Uma das três empresas de telecomunicações com quem trabalho - é verdade, é verdade, estou a tornar-me sofisticado - resolveu escrever-me.
E que diz ela?
Curiosamente começa com uma pergunta: «Em que horário faz mais chamadas? À tarde? À noite? Fala muito para o estrangeiro?»
(Tem graça, eu julgava que eles sabiam isso melhor do que eu. Afinal, têm aqueles computadores poderosíssimos a registar todas as nossas chamadas.)
Em seguida, continua assim: «Convidamo-lo desde já a subscrever a nova campanha Fim-de-Semana, em que, por apenas 3,9 € por mês, fará todas as chamadas locais, regionais e locais na rede X que lhe apetecer, aos Fins-de-Semana e Feriados Nacionais durante todo o dia».

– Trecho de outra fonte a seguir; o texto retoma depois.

//! Node and token kinds.

use std::fmt;

use serde::{Deserialize, Serialize};

macro_rules! syntax_kinds {
    ($($(#[$meta:meta])* $kind:ident,)*) => {
        /// Kinds of syntax nodes and tokens.
        ///
        /// Nodes and tokens share one kind space, stored in the tree as the
        /// raw `u16` discriminant. The set is closed: every element produced
        /// by a parser or by the syntax factory has one of these kinds, and
        /// analyzers register interest in nodes by kind.
        #[derive(Debug, Clone, Copy, PartialEq, Eq, Hash, PartialOrd, Ord, Serialize, Deserialize)]
        #[serde(rename_all = "PascalCase")]
        #[repr(u16)]
        pub enum SyntaxKind {
            $($(#[$meta])* $kind,)*
        }

        impl SyntaxKind {
            const ALL: &'static [SyntaxKind] = &[$(SyntaxKind::$kind,)*];
        }
    };
}

syntax_kinds! {
    // Trivia
    Whitespace,
    /// `// ...` or `/* ... */`
    Comment,
    /// `#nullable enable`, `#region`, ...
    PreprocessorDirective,

    // Tokens
    Identifier,
    /// Reserved or contextual keyword.
    Keyword,
    NumericLiteral,
    /// A piece of a string or character literal.
    StringLiteral,
    OpenBrace,
    CloseBrace,
    OpenParen,
    CloseParen,
    OpenBracket,
    CloseBracket,
    Semicolon,
    Comma,
    Dot,
    Colon,
    Question,
    /// `??`
    QuestionQuestion,
    Equals,
    EqualsEquals,
    /// `!`, both logical not and the null-forgiving operator.
    Exclamation,
    ExclamationEquals,
    Less,
    Greater,
    PlusPlus,
    MinusMinus,
    /// `=>`
    Arrow,
    /// Any other operator.
    Operator,
    /// Source text no other token kind covers.
    Text,

    // Declarations
    /// Root of a parsed file.
    CompilationUnit,
    /// `using System.Text;`
    UsingDirective,
    /// Block or file-scoped namespace.
    NamespaceDeclaration,
    ClassDeclaration,
    StructDeclaration,
    InterfaceDeclaration,
    RecordDeclaration,
    EnumDeclaration,
    /// Member list of a type or namespace.
    DeclarationList,
    /// Field declaration containing a [`SyntaxKind::VariableDeclaration`].
    FieldDeclaration,
    PropertyDeclaration,
    /// `{ get; set; }`
    AccessorList,
    /// `get;`, `private set;`, `init { ... }`
    Accessor,
    MethodDeclaration,
    ConstructorDeclaration,
    LocalFunctionStatement,
    /// `(int a, string b)`
    ParameterList,
    Parameter,
    /// `[Obsolete]`
    AttributeList,
    /// `public`, `static`, `readonly`, ...
    Modifier,
    /// `<T, U>` after a type name.
    TypeParameterList,
    /// `: Base, IFoo`
    BaseList,

    // Statements
    /// A statement at the top level of a file.
    GlobalStatement,
    Block,
    /// `string s = "";`
    LocalDeclarationStatement,
    /// Type plus one or more declarators.
    VariableDeclaration,
    /// `s = ""` inside a variable declaration.
    VariableDeclarator,
    /// `= value` initializer.
    EqualsValueClause,
    ExpressionStatement,
    ReturnStatement,
    IfStatement,
    WhileStatement,
    DoStatement,
    ForStatement,
    ForeachStatement,
    TryStatement,
    CatchClause,
    FinallyClause,
    UsingStatement,
    ThrowStatement,
    SwitchStatement,
    EmptyStatement,

    // Types
    /// `string`, `int`, `void`, ...
    PredefinedType,
    /// `var`
    ImplicitType,
    /// `Foo`, as a type or as an expression.
    IdentifierName,
    /// `List<T>`
    GenericName,
    /// `A.B`
    QualifiedName,
    /// `global::A`
    AliasQualifiedName,
    /// `<T>` after a generic name.
    TypeArgumentList,
    /// `T?`
    NullableType,
    /// `T[]`
    ArrayType,
    /// `T*`
    PointerType,
    /// `(int, string)`
    TupleType,
    /// `ref T`
    RefType,

    // Expressions
    /// `1`, `"s"`, `'c'`, `null`, `true`
    LiteralExpression,
    /// `$"..."`
    InterpolatedStringExpression,
    /// `{value}` hole inside an interpolated string.
    Interpolation,
    /// `this` or `base`
    InstanceExpression,
    ParenthesizedExpression,
    /// `!x`, `-x`, `++x`
    PrefixUnaryExpression,
    /// `x!`, `x++`, `x--`
    PostfixUnaryExpression,
    /// `a + b`, `a ?? b`
    BinaryExpression,
    /// `a = b`, `a += b`
    AssignmentExpression,
    /// `c ? a : b`
    ConditionalExpression,
    /// `a.b`
    MemberAccessExpression,
    /// `a?.b`
    ConditionalAccessExpression,
    /// `.b` inside a conditional access.
    MemberBindingExpression,
    InvocationExpression,
    ElementAccessExpression,
    /// `(x, y)`
    ArgumentList,
    /// `[x, y]`
    BracketedArgumentList,
    Argument,
    /// `new T(args)` or `new(args)`
    ObjectCreationExpression,
    /// `{ A = 1 }`
    InitializerExpression,
    /// `(T)x`
    CastExpression,
    /// `x as T`
    AsExpression,
    /// `x is T`, `x is { } y`
    IsExpression,
    LambdaExpression,
    AwaitExpression,
    DefaultExpression,
    TypeOfExpression,
    SwitchExpression,
    ThrowExpression,
    /// `out var x`
    DeclarationExpression,

    /// Source the parser could not make sense of.
    Error,
    /// A node kind without a dedicated variant.
    Unknown,
}

impl SyntaxKind {
    /// Looks up a kind by its raw discriminant.
    #[inline]
    pub fn from_raw(raw: u16) -> Option<Self> {
        Self::ALL.get(raw as usize).copied()
    }

    /// Returns true for whitespace, comments and preprocessor lines.
    #[inline]
    pub const fn is_trivia(&self) -> bool {
        matches!(
            self,
            SyntaxKind::Whitespace | SyntaxKind::Comment | SyntaxKind::PreprocessorDirective
        )
    }

    /// Returns true if this kind is a type syntax.
    #[inline]
    pub const fn is_type(&self) -> bool {
        matches!(
            self,
            SyntaxKind::PredefinedType
                | SyntaxKind::ImplicitType
                | SyntaxKind::IdentifierName
                | SyntaxKind::GenericName
                | SyntaxKind::QualifiedName
                | SyntaxKind::AliasQualifiedName
                | SyntaxKind::NullableType
                | SyntaxKind::ArrayType
                | SyntaxKind::PointerType
                | SyntaxKind::TupleType
                | SyntaxKind::RefType
        )
    }

    /// Returns true for class, struct, interface, record and enum
    /// declarations.
    #[inline]
    pub const fn is_type_declaration(&self) -> bool {
        matches!(
            self,
            SyntaxKind::ClassDeclaration
                | SyntaxKind::StructDeclaration
                | SyntaxKind::InterfaceDeclaration
                | SyntaxKind::RecordDeclaration
                | SyntaxKind::EnumDeclaration
        )
    }

    /// Returns true if this kind is a statement.
    #[inline]
    pub const fn is_statement(&self) -> bool {
        matches!(
            self,
            SyntaxKind::Block
                | SyntaxKind::LocalDeclarationStatement
                | SyntaxKind::LocalFunctionStatement
                | SyntaxKind::ExpressionStatement
                | SyntaxKind::ReturnStatement
                | SyntaxKind::IfStatement
                | SyntaxKind::WhileStatement
                | SyntaxKind::DoStatement
                | SyntaxKind::ForStatement
                | SyntaxKind::ForeachStatement
                | SyntaxKind::TryStatement
                | SyntaxKind::UsingStatement
                | SyntaxKind::ThrowStatement
                | SyntaxKind::SwitchStatement
                | SyntaxKind::EmptyStatement
        )
    }

    /// Returns true if this kind is an expression.
    ///
    /// Simple and generic names are both types and expressions.
    #[inline]
    pub const fn is_expression(&self) -> bool {
        matches!(
            self,
            SyntaxKind::LiteralExpression
                | SyntaxKind::InterpolatedStringExpression
                | SyntaxKind::InstanceExpression
                | SyntaxKind::ParenthesizedExpression
                | SyntaxKind::PrefixUnaryExpression
                | SyntaxKind::PostfixUnaryExpression
                | SyntaxKind::BinaryExpression
                | SyntaxKind::AssignmentExpression
                | SyntaxKind::ConditionalExpression
                | SyntaxKind::MemberAccessExpression
                | SyntaxKind::ConditionalAccessExpression
                | SyntaxKind::MemberBindingExpression
                | SyntaxKind::InvocationExpression
                | SyntaxKind::ElementAccessExpression
                | SyntaxKind::ObjectCreationExpression
                | SyntaxKind::CastExpression
                | SyntaxKind::AsExpression
                | SyntaxKind::IsExpression
                | SyntaxKind::LambdaExpression
                | SyntaxKind::AwaitExpression
                | SyntaxKind::DefaultExpression
                | SyntaxKind::TypeOfExpression
                | SyntaxKind::SwitchExpression
                | SyntaxKind::ThrowExpression
                | SyntaxKind::IdentifierName
                | SyntaxKind::GenericName
        )
    }
}

impl From<SyntaxKind> for rowan::SyntaxKind {
    #[inline]
    fn from(kind: SyntaxKind) -> Self {
        Self(kind as u16)
    }
}

impl From<rowan::SyntaxKind> for SyntaxKind {
    #[inline]
    fn from(raw: rowan::SyntaxKind) -> Self {
        Self::from_raw(raw.0).unwrap_or(SyntaxKind::Unknown)
    }
}

impl fmt::Display for SyntaxKind {
    fn fmt(&self, f: &mut fmt::Formatter<'_>) -> fmt::Result {
        // Variant names double as display names
        fmt::Debug::fmt(self, f)
    }
}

E convida-me a consultar os planos alternativos em anexo. Eu viro a página, encontro a habitual confusão de planos tarifários e, incapaz de perceber se de facto vou ganhar alguma coisa e que alternativa mais me convém, desisto de ler o resto e deixo-me ficar como estou.
Eis um exemplo de serviço mal feito. O que eu esperaria era que a empresa pusesse os computadores a trabalhar para me simplificar a vida. Faziam as contas todinhas e então - e só então - escreviam-me uma carta a dizer:
«Senhor fulano de tal, analisámos o padraão das suas chamadas e resolvemos fazer-lhe uma proposta vantajosa. Tendo que gasta actualmente x euros em chamadas ao fim-de-semana, poderá vir a poupar y se aderir a esta proposta.»
E pronto: simples, prático e rápido. É a isto que se chama marketing one-to-one, uma coisa que funciona em toda a parte, menos em Portugal.